(Collected data)

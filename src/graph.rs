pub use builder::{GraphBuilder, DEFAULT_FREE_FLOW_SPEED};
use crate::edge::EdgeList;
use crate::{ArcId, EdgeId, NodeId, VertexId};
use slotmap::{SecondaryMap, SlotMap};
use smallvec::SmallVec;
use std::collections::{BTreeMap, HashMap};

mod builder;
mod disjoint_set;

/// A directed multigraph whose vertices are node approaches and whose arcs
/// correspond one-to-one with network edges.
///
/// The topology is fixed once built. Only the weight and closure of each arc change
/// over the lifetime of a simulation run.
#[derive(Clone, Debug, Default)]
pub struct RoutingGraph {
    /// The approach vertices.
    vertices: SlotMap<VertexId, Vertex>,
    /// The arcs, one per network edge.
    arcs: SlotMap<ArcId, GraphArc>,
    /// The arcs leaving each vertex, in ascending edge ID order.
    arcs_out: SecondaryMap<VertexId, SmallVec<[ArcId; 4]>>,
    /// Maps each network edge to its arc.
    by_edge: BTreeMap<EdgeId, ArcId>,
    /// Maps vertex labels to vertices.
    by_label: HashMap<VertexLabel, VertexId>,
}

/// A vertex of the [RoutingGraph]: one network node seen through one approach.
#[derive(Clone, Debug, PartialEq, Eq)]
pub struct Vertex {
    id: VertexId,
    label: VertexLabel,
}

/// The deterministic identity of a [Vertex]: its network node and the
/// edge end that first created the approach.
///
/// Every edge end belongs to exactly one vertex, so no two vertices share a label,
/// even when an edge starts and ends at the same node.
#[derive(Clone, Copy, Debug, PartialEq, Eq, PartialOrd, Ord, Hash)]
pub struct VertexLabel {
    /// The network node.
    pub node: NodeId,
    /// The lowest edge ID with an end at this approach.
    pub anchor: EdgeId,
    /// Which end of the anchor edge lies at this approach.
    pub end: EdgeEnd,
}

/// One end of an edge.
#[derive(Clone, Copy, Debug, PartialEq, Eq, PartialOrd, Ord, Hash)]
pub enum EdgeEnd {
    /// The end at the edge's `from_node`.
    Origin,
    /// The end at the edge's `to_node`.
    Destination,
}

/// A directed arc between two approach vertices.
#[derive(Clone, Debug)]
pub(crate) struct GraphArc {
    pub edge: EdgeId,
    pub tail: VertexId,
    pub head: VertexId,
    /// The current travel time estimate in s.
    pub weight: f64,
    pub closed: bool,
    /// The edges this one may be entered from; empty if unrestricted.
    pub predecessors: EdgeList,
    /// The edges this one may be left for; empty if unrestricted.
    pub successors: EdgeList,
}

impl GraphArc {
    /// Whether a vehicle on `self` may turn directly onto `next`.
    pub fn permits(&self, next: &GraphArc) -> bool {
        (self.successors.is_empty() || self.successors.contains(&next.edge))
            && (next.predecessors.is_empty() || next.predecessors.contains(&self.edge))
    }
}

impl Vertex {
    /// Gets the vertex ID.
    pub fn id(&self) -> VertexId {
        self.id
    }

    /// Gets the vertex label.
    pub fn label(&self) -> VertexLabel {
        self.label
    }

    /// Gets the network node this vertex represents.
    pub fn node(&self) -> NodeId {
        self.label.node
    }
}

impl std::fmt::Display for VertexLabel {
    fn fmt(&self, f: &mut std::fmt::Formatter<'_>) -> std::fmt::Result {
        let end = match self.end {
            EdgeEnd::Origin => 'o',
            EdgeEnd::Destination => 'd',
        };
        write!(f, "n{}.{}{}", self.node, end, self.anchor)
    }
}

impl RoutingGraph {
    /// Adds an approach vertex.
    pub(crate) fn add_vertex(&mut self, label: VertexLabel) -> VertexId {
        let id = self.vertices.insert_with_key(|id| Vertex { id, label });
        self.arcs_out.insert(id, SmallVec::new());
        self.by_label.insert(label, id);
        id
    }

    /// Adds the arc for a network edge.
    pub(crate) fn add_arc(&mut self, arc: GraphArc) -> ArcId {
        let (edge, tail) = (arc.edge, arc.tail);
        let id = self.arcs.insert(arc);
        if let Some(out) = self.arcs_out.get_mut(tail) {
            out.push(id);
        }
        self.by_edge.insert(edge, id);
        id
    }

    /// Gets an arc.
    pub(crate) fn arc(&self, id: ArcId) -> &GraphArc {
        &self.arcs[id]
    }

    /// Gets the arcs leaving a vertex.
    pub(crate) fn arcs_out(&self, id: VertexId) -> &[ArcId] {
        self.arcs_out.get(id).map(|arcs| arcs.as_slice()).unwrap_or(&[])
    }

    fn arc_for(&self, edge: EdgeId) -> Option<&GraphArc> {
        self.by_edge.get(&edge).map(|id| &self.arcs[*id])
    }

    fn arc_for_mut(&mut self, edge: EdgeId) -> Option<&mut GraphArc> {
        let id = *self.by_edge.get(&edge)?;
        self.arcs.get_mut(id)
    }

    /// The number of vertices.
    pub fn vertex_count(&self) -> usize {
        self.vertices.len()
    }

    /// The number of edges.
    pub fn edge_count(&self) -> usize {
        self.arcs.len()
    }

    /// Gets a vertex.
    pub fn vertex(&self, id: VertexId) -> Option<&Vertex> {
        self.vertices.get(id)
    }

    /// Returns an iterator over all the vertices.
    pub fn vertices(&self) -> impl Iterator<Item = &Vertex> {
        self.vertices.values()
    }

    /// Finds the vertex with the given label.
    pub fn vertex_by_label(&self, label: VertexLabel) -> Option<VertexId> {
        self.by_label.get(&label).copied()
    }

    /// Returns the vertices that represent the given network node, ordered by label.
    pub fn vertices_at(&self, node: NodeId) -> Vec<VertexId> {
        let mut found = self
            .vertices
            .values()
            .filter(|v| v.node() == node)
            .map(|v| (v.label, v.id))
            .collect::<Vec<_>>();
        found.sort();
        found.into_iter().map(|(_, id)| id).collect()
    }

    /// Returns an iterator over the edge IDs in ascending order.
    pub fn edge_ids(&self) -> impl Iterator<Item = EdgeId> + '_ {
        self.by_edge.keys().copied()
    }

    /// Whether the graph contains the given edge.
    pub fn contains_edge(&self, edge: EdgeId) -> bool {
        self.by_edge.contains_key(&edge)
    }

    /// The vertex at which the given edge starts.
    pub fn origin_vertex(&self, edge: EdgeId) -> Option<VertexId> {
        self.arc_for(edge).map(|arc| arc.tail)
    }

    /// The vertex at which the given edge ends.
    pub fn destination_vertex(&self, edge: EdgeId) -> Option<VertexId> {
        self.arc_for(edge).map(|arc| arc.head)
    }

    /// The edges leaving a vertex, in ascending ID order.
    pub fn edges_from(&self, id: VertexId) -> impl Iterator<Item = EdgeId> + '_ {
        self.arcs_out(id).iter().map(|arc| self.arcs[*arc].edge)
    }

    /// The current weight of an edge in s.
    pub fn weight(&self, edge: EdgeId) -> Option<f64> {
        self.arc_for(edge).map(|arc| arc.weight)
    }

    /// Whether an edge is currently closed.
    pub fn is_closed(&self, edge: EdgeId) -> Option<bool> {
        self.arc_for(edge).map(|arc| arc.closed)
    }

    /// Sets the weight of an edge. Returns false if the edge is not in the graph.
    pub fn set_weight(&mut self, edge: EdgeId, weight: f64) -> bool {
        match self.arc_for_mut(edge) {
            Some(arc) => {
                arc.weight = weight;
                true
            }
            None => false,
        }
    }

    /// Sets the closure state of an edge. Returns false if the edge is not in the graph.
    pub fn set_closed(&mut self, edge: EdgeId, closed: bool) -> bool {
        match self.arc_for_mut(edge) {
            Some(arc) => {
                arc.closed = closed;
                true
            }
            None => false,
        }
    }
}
--
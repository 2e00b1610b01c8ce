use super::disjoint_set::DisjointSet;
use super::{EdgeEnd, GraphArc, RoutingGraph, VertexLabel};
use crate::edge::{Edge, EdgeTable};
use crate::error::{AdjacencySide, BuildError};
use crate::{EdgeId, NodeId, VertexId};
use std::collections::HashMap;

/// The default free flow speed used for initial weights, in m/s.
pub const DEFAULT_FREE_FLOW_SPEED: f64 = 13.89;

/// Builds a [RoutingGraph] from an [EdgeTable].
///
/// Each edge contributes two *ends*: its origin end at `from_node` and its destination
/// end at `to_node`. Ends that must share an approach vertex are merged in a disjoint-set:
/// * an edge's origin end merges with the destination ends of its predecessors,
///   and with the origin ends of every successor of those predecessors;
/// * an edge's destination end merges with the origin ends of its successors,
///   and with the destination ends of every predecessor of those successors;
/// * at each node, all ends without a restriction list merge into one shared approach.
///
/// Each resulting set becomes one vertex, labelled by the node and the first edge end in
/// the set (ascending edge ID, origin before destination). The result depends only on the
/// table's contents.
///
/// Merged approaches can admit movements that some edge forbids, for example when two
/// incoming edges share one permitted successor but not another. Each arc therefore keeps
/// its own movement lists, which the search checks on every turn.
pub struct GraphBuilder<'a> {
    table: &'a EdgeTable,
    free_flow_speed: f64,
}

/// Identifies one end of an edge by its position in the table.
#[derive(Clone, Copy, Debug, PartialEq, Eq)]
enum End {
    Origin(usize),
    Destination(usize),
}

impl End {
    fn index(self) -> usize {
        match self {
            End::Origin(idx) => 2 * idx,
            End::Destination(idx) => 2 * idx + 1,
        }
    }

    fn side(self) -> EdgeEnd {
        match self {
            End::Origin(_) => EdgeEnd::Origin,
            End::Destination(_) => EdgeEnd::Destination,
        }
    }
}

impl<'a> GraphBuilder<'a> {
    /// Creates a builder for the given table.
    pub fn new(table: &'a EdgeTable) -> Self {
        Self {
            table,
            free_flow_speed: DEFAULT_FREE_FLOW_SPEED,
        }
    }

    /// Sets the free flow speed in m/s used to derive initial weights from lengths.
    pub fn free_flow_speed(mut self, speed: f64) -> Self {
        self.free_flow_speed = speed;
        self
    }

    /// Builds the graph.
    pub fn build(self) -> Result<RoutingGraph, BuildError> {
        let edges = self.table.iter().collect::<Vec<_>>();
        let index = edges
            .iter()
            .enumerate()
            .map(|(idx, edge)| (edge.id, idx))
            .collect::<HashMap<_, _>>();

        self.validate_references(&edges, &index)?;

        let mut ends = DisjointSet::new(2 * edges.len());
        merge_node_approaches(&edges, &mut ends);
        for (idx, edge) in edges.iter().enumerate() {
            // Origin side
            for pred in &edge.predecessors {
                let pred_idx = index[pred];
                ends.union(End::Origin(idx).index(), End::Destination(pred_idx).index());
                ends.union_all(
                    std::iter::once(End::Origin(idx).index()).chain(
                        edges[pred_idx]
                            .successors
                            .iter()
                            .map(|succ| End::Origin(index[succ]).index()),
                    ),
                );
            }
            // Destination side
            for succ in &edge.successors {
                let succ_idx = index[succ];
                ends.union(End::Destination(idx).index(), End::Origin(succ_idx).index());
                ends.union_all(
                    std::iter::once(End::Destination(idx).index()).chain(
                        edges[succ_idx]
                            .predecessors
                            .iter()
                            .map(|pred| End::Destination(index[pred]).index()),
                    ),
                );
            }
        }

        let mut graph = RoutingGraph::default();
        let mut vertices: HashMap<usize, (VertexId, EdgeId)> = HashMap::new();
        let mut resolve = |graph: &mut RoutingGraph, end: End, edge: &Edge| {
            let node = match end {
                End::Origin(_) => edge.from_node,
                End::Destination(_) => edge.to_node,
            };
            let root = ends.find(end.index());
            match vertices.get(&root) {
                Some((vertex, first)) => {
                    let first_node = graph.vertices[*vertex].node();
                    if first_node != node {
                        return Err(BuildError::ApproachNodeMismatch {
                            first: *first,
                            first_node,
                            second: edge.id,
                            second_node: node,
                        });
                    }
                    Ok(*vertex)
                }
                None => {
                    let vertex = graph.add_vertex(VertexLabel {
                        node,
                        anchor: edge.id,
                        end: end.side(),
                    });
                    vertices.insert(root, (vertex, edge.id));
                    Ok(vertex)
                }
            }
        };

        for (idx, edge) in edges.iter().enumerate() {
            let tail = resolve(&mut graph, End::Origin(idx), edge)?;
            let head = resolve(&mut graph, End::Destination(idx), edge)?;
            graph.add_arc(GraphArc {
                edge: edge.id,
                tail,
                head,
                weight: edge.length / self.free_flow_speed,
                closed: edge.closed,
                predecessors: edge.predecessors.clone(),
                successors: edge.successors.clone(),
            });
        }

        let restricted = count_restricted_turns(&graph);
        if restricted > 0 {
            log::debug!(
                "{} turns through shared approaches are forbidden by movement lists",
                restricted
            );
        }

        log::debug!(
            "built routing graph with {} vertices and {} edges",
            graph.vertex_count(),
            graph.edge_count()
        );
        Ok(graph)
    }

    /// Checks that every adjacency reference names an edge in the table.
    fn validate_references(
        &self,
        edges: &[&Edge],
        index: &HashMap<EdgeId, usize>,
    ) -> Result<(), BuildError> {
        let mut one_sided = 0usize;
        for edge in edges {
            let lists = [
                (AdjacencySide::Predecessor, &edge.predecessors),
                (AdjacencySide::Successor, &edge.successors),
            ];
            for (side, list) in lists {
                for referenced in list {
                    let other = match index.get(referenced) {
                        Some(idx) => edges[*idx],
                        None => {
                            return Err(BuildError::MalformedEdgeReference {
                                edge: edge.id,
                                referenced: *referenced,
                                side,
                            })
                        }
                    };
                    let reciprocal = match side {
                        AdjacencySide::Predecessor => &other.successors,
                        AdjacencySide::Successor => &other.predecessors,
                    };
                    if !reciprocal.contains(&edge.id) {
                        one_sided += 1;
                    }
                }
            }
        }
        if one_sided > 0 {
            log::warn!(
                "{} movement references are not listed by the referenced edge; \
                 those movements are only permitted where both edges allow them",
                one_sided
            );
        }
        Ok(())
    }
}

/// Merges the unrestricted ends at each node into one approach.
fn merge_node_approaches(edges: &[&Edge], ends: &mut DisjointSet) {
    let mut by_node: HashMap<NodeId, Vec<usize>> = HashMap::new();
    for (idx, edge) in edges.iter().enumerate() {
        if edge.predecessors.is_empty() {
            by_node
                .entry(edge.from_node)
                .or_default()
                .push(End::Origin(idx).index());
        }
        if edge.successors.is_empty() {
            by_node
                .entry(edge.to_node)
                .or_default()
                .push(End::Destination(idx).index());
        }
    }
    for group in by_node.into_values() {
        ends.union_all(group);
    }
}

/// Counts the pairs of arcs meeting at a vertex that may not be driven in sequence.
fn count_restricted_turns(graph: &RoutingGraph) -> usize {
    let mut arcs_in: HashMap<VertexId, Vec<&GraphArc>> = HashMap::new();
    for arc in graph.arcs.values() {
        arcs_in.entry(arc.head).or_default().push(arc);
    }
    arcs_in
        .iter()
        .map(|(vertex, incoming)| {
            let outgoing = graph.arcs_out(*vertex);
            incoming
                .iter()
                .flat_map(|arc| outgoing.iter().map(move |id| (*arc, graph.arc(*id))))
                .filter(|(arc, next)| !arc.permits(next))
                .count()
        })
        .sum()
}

■ What to work on
Among the records, find every line holding the word "directed" and copy it.

■ Response to the exercise
/// A directed multigraph whose vertices are node approaches and whose arcs
/// A directed arc between two approach vertices.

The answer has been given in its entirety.